Amyotrophic lateral sclerosis (ALS) is a rapidly evolving and fatal adult-onset neurological disease characterized by progressive degeneration of motoneurons. Our previous study showed that glycinergic innervation of spinal motoneurons is deficient in an ALS mouse model expressing a mutant form of human superoxide dismutase-1 with a Gly93→Ala substitution (G93A-SOD1). In this study, we have examined, using whole-cell patch-clamp recordings, glycine receptor (GlyR)-mediated currents in spinal motoneurons from these transgenic mice. We developed a dissociated spinal cord culture model using embryonic transgenic mice expressing enhanced green fluorescent protein (eGFP) driven by the Hb9 promoter. Motoneurons were identified as Hb9-eGFP-expressing (Hb9-eGFP(+)) neurons with a characteristic morphology.

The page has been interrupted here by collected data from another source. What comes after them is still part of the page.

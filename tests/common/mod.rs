/*!
 * Common test utilities for the bilinguo test suite
 */

use anyhow::Result;
use std::fs;
use std::path::{Path, PathBuf};
use std::sync::Arc;
use std::time::Duration;
use tempfile::TempDir;
use tokio::io::{AsyncReadExt, AsyncWriteExt};
use tokio::net::TcpListener;

use bilinguo::app_config::Config;
use bilinguo::app_controller::Controller;
use bilinguo::database::WordStore;
use bilinguo::providers::MockProvider;
use bilinguo::translation::{RetryPolicy, Translator};

/// Route log output through the test harness
pub fn init_logging() {
    let _ = env_logger::builder().is_test(true).try_init();
}

/// Creates a temporary directory for test files
pub fn create_temp_dir() -> Result<TempDir> {
    Ok(TempDir::new()?)
}

/// Creates a test file with the given content in the specified directory
pub fn create_test_file(dir: &Path, filename: &str, content: &str) -> Result<PathBuf> {
    let file_path = dir.join(filename);
    fs::write(&file_path, content)?;
    Ok(file_path)
}

/// Configuration whose database lives in `dir`
pub fn test_config(dir: &Path) -> Config {
    Config {
        database_path: dir.join("vocabulary.db").to_string_lossy().to_string(),
        ..Config::default()
    }
}

/// Translator over a mock provider with millisecond retry backoff
pub fn test_translator(provider: MockProvider) -> Translator {
    Translator::new(Arc::new(provider)).with_retry_policy(RetryPolicy::new(
        2,
        Duration::from_millis(1),
        Duration::from_secs(1),
    ))
}

/// Controller backed by an on-disk store in `dir` and a mock provider
pub fn test_controller(dir: &Path, provider: MockProvider) -> Result<Controller> {
    let config = test_config(dir);
    let store = WordStore::open(config.resolve_database_path()?)?;
    Ok(Controller::with_components(config, store, test_translator(provider)))
}

/// Serve one canned HTTP response per connection; returns the base URL
pub async fn spawn_stub_server(
    status_line: &'static str,
    headers: &'static [(&'static str, &'static str)],
    body: &'static str,
) -> Result<String> {
    let listener = TcpListener::bind("127.0.0.1:0").await?;
    let addr = listener.local_addr()?;

    tokio::spawn(async move {
        while let Ok((mut socket, _)) = listener.accept().await {
            if read_request(&mut socket).await.is_err() {
                continue;
            }

            let mut response = format!(
                "HTTP/1.1 {}\r\nContent-Type: application/json\r\nContent-Length: {}\r\nConnection: close\r\n",
                status_line,
                body.len()
            );
            for (name, value) in headers {
                response.push_str(&format!("{}: {}\r\n", name, value));
            }
            response.push_str("\r\n");
            response.push_str(body);

            let _ = socket.write_all(response.as_bytes()).await;
            let _ = socket.shutdown().await;
        }
    });

    Ok(format!("http://{}", addr))
}

/// Read one request: headers, then `Content-Length` bytes of body
async fn read_request(socket: &mut tokio::net::TcpStream) -> std::io::Result<()> {
    let mut received = Vec::new();
    let mut chunk = [0u8; 4096];

    loop {
        let n = socket.read(&mut chunk).await?;
        if n == 0 {
            return Ok(());
        }
        received.extend_from_slice(&chunk[..n]);

        if let Some(header_end) = received.windows(4).position(|w| w == b"\r\n\r\n") {
            let headers = String::from_utf8_lossy(&received[..header_end]).to_lowercase();
            let content_length = headers
                .lines()
                .find_map(|line| line.strip_prefix("content-length:"))
                .and_then(|value| value.trim().parse::<usize>().ok())
                .unwrap_or(0);

            if received.len() >= header_end + 4 + content_length {
                return Ok(());
            }
        }
    }
}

To examine GlyRs in ALS motoneurons, we bred G93A-SOD1 mice to Hb9-eGFP mice and compared glycine-evoked currents in cultured Hb9-eGFP(+) motoneurons prepared from G93A-SOD1 embryos and from their nontransgenic littermates. Glycine-evoked current density was significantly smaller in the G93A-SOD1 motoneurons compared with control. Furthermore, the averaged current densities of spontaneous glycinergic miniature IPSCs (mIPSCs) were significantly smaller in the G93A-SOD1 motoneurons than in control motoneurons. No significant differences in GABA-induced currents and GABAergic mIPSCs were observed between G93A-SOD1 and control motoneurons. Quantitative single-cell reverse transcription-PCR found lower GlyRα1 subunit mRNA expression in G93A-SOD1 motoneurons, indicating that the reduction of GlyR current may result from the downregulation of GlyR mRNA expression in motoneurons. Immunocytochemistry demonstrated a decrease of surface postsynaptic GlyR on G93A-SOD1 motoneurons. Our study suggests that selective alterations in GlyR function contribute to inhibitory insufficiency in motoneurons early in the disease process of ALS.